That Kid's Got Game: East Bay diver dazzles with stellar 'air-awareness'


Eric Holzheimer, her coach at California Diving Academy in Walnut Creek, said Klausen is a college-caliber diver already. And the junior at Carondelet High School has another full year to hone in on imperfections and sharpen her craft. Here’s the wild part of Klausen's diving story, she’s been doing it for less than four years. A former high-level gymnast, Klausen knew she wanted to participate in a competitive high school sport, and since Carondelet doesn’t have a gymnastics program, she gave diving a shot the summer before she started high school.


“As a freshman, several of my former gymnast friends were on the school cheer team,” she said. “I tried it for a season, but realized I only wanted to dive.”


Last month, Klausen took first place for the second year in a row at North Coast Section, a state qualifier. And in Clovis less than two weeks later, she placed sixth at the California State Championship. She competes on both the low and high boards, which is one meter and three meters high, as well as three levels of the tower -- five, seven-and-half, and 10 meters high. 


“Diving, while physically demanding at high competitive levels, to me, is a mental sport,” Klausen said. “I know that I have the ability to do the most complex dives, it is a matter of learning to own, manage, and focus the fear.”


One's reaction to that fear, though time and effort, can be controlled, according to Holzheimer, who is also the executive director and founder of California Diving Academy. He notes Klausen’s “air-awareness,” or rather knowing her place in the air with relation to the ground, or water, when she is upside down. A skill likely attributable to her years competing as a gymnast. Though, mechanically the sports are very different, which is a barrier conquerable through tenacity, coaching and constancy.

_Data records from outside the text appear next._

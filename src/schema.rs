//! Table and column model.
//!
//! A [`Table`] is an ordered list of [`Column`] definitions plus the rows that
//! populate them. Structural operations never mutate the receiver: each one
//! validates its input, then returns a fresh [`Table`] snapshot, so a failed
//! call leaves the original exactly as it was.
//!
//! Column ids are immutable once assigned and so is a column's type. The first
//! column is the table's primary (title) column.

use std::{collections::HashSet, fmt, str::FromStr};

use heck::ToSnakeCase;
use serde::{Deserialize, Serialize};

use crate::{
    error::{EntityKind, Result, TableError},
    rows::Row,
};

#[derive(Debug, Clone, Copy, PartialEq, Eq, Hash, Serialize, Deserialize)]
#[serde(rename_all = "lowercase")]
pub enum ColumnType {
    Text,
    Number,
    Date,
    Boolean,
    Select,
    Email,
    Phone,
    Url,
    File,
}

impl ColumnType {
    pub fn as_str(&self) -> &'static str {
        match self {
            ColumnType::Text => "text",
            ColumnType::Number => "number",
            ColumnType::Date => "date",
            ColumnType::Boolean => "boolean",
            ColumnType::Select => "select",
            ColumnType::Email => "email",
            ColumnType::Phone => "phone",
            ColumnType::Url => "url",
            ColumnType::File => "file",
        }
    }

    pub fn variants() -> &'static [&'static str] {
        &[
            "text", "number", "date", "boolean", "select", "email", "phone", "url", "file",
        ]
    }
}

impl fmt::Display for ColumnType {
    fn fmt(&self, f: &mut fmt::Formatter<'_>) -> fmt::Result {
        f.write_str(self.as_str())
    }
}

impl FromStr for ColumnType {
    type Err = TableError;

    fn from_str(value: &str) -> Result<Self> {
        let normalized = value.trim().to_ascii_lowercase();
        match normalized.as_str() {
            "text" | "string" => Ok(ColumnType::Text),
            "number" | "float" | "integer" => Ok(ColumnType::Number),
            "date" => Ok(ColumnType::Date),
            "boolean" | "bool" => Ok(ColumnType::Boolean),
            "select" => Ok(ColumnType::Select),
            "email" => Ok(ColumnType::Email),
            "phone" => Ok(ColumnType::Phone),
            "url" => Ok(ColumnType::Url),
            "file" => Ok(ColumnType::File),
            _ => Err(TableError::invalid(format!(
                "Unknown column type '{value}'. Supported types: {}",
                ColumnType::variants().join(", ")
            ))),
        }
    }
}

#[derive(Debug, Clone, PartialEq, Serialize, Deserialize)]
pub struct Column {
    pub id: String,
    pub name: String,
    #[serde(rename = "type")]
    pub column_type: ColumnType,
    #[serde(default, skip_serializing_if = "Option::is_none")]
    pub options: Option<Vec<String>>,
}

impl Column {
    pub fn options(&self) -> &[String] {
        self.options.as_deref().unwrap_or_default()
    }
}

/// Request for a new column. The id is optional; a fresh one is derived from
/// the name when it is absent.
#[derive(Debug, Clone, PartialEq)]
pub struct NewColumn {
    pub id: Option<String>,
    pub name: String,
    pub column_type: ColumnType,
    pub options: Vec<String>,
}

impl NewColumn {
    pub fn new(name: impl Into<String>, column_type: ColumnType) -> Self {
        Self {
            id: None,
            name: name.into(),
            column_type,
            options: Vec::new(),
        }
    }

    pub fn with_id(mut self, id: impl Into<String>) -> Self {
        self.id = Some(id.into());
        self
    }

    pub fn with_options<I, S>(mut self, options: I) -> Self
    where
        I: IntoIterator<Item = S>,
        S: Into<String>,
    {
        self.options = options.into_iter().map(Into::into).collect();
        self
    }

    /// Parses `name:type[:opt1|opt2]` as accepted on the command line.
    pub fn parse(spec: &str) -> Result<Self> {
        let mut parts = spec.splitn(3, ':');
        let name = parts
            .next()
            .map(str::trim)
            .filter(|s| !s.is_empty())
            .ok_or_else(|| TableError::invalid(format!("Column definition '{spec}' is missing a name")))?;
        let column_type = match parts.next() {
            Some(token) => token.parse()?,
            None => ColumnType::Text,
        };
        let options: Vec<String> = parts
            .next()
            .map(|raw| raw.split('|').map(|o| o.to_string()).collect())
            .unwrap_or_default();
        Ok(NewColumn::new(name, column_type).with_options(options))
    }

    fn into_column(self, existing: &[Column]) -> Result<Column> {
        let name = self.name.trim().to_string();
        if name.is_empty() {
            return Err(TableError::invalid("Column name must not be empty"));
        }
        let id = match self.id.map(|id| id.trim().to_string()) {
            Some(id) if id.is_empty() => {
                return Err(TableError::invalid("Column id must not be empty"));
            }
            Some(id) => {
                if existing.iter().any(|c| c.id == id) {
                    return Err(TableError::conflict(EntityKind::Column, id));
                }
                id
            }
            None => fresh_column_id(&name, existing),
        };
        let options = match self.column_type {
            ColumnType::Select => Some(clean_options(self.options)),
            _ => None,
        };
        Ok(Column {
            id,
            name,
            column_type: self.column_type,
            options,
        })
    }
}

fn clean_options(options: Vec<String>) -> Vec<String> {
    options
        .into_iter()
        .map(|o| o.trim().to_string())
        .filter(|o| !o.is_empty())
        .collect()
}

fn fresh_column_id(name: &str, existing: &[Column]) -> String {
    let mut base = name.to_snake_case();
    if base.is_empty() {
        base = "column".to_string();
    }
    let taken: HashSet<&str> = existing.iter().map(|c| c.id.as_str()).collect();
    if !taken.contains(base.as_str()) {
        return base;
    }
    (2..)
        .map(|n| format!("{base}_{n}"))
        .find(|candidate| !taken.contains(candidate.as_str()))
        .unwrap_or(base)
}

/// Table listing entry; rows are deliberately excluded.
#[derive(Debug, Clone, PartialEq, Serialize, Deserialize)]
pub struct TableSummary {
    pub id: String,
    pub name: String,
    pub columns: Vec<Column>,
}

#[derive(Debug, Clone, PartialEq, Serialize, Deserialize)]
pub struct Table {
    pub id: String,
    pub name: String,
    pub columns: Vec<Column>,
    #[serde(default)]
    pub rows: Vec<Row>,
}

impl Table {
    pub fn new(id: impl Into<String>, name: &str, columns: Vec<NewColumn>) -> Result<Self> {
        let name = validate_table_name(name)?;
        let mut built: Vec<Column> = Vec::with_capacity(columns.len());
        for spec in columns {
            let column = spec.into_column(&built)?;
            built.push(column);
        }
        Ok(Table {
            id: id.into(),
            name,
            columns: built,
            rows: Vec::new(),
        })
    }

    pub fn summary(&self) -> TableSummary {
        TableSummary {
            id: self.id.clone(),
            name: self.name.clone(),
            columns: self.columns.clone(),
        }
    }

    pub fn column(&self, column_id: &str) -> Option<&Column> {
        self.columns.iter().find(|c| c.id == column_id)
    }

    pub fn column_index(&self, column_id: &str) -> Option<usize> {
        self.columns.iter().position(|c| c.id == column_id)
    }

    pub fn require_column(&self, column_id: &str) -> Result<&Column> {
        self.column(column_id)
            .ok_or_else(|| TableError::not_found(EntityKind::Column, column_id))
    }

    pub fn primary_column(&self) -> Option<&Column> {
        self.columns.first()
    }

    pub fn headers(&self) -> Vec<String> {
        self.columns.iter().map(|c| c.name.clone()).collect()
    }

    pub fn rename(&self, new_name: &str) -> Result<Table> {
        let name = validate_table_name(new_name)?;
        Ok(Table {
            name,
            ..self.clone()
        })
    }

    pub fn add_column(&self, spec: NewColumn) -> Result<Table> {
        let column = spec.into_column(&self.columns)?;
        let mut next = self.clone();
        next.columns.push(column);
        Ok(next)
    }

    /// Renames a column's display label. A blank name leaves the table as is.
    pub fn rename_column(&self, column_id: &str, new_name: &str) -> Result<Table> {
        let index = self
            .column_index(column_id)
            .ok_or_else(|| TableError::not_found(EntityKind::Column, column_id))?;
        let trimmed = new_name.trim();
        let mut next = self.clone();
        if !trimmed.is_empty() {
            next.columns[index].name = trimmed.to_string();
        }
        Ok(next)
    }

    /// Drops the column and strips its key from every row. Keys that belong to
    /// no column are left alone.
    pub fn remove_column(&self, column_id: &str) -> Result<Table> {
        let index = self
            .column_index(column_id)
            .ok_or_else(|| TableError::not_found(EntityKind::Column, column_id))?;
        let mut next = self.clone();
        next.columns.remove(index);
        for row in &mut next.rows {
            row.fields.remove(column_id);
        }
        Ok(next)
    }

    pub fn reorder_columns<S: AsRef<str>>(&self, order: &[S]) -> Result<Table> {
        if order.len() != self.columns.len() {
            return Err(TableError::invalid(format!(
                "Reorder expects {} column id(s) but received {}",
                self.columns.len(),
                order.len()
            )));
        }
        let mut seen = HashSet::with_capacity(order.len());
        let mut reordered = Vec::with_capacity(order.len());
        for id in order {
            let id = id.as_ref();
            if !seen.insert(id) {
                return Err(TableError::invalid(format!(
                    "Column id '{id}' appears more than once in reorder"
                )));
            }
            let column = self.column(id).ok_or_else(|| {
                TableError::invalid(format!("Column id '{id}' is not part of this table"))
            })?;
            reordered.push(column.clone());
        }
        Ok(Table {
            columns: reordered,
            ..self.clone()
        })
    }

    /// Replaces the column list wholesale. Existing ids keep their type;
    /// columns that disappear are stripped from every row like
    /// [`Table::remove_column`].
    pub fn replace_columns(&self, columns: Vec<Column>) -> Result<Table> {
        let mut ids = HashSet::with_capacity(columns.len());
        for column in &columns {
            if column.id.trim().is_empty() {
                return Err(TableError::invalid("Column id must not be empty"));
            }
            if column.name.trim().is_empty() {
                return Err(TableError::invalid(format!(
                    "Column '{}' must have a name",
                    column.id
                )));
            }
            if !ids.insert(column.id.as_str()) {
                return Err(TableError::conflict(EntityKind::Column, column.id.clone()));
            }
            if let Some(existing) = self.column(&column.id)
                && existing.column_type != column.column_type
            {
                return Err(TableError::invalid(format!(
                    "Column '{}' cannot change type from {} to {}",
                    column.id, existing.column_type, column.column_type
                )));
            }
        }
        let dropped: Vec<&str> = self
            .columns
            .iter()
            .map(|c| c.id.as_str())
            .filter(|id| !ids.contains(id))
            .collect();
        let mut next = self.clone();
        for row in &mut next.rows {
            for id in &dropped {
                row.fields.remove(*id);
            }
        }
        next.columns = columns
            .into_iter()
            .map(|mut column| {
                column.options = match column.column_type {
                    ColumnType::Select => Some(clean_options(column.options.unwrap_or_default())),
                    _ => None,
                };
                column
            })
            .collect();
        Ok(next)
    }
}

fn validate_table_name(name: &str) -> Result<String> {
    let trimmed = name.trim();
    if trimmed.is_empty() {
        return Err(TableError::invalid("Table name must not be empty"));
    }
    Ok(trimmed.to_string())
}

“Courtney currently performs a solid-college level diving list on all three boards (1m, 3m and tower),” Holzheimer said. “As a junior in high school, we have an entire year to continue developing ‘bigger’ dives and improving the quality and consistency of the dives she performs now.”


And it’s a day-in, day-out gig, for Courtney. What about the middle of January with a training regiment to be completed in an outdoor poo? Yup, she’s diving right in.


“Next time it is cold and windy outside, put on a bathing suit, jump in a pool, then just stand on the deck for 30-60 seconds and imagine trying to focus on flipping and twisting in perfect form,” Holzheimer said.


But diving more than just a sport, for Klausen. It’s part of a connection to the grind of an athlete that has shaped her academic direction. Klausen’s persistent pursuit of diving at the college level is paralleled by her academic dreams. She’s interested in various disciplines of physical therapy, with a heightened focus on supporting athletes.


“Overall, I’m working at being a leader both in and out of diving, and I hope that I’m a good role model for athletes and non-athletes,” said Klausen. “Sometimes we all need a little push, whether it be through a bad day or a tough dive.”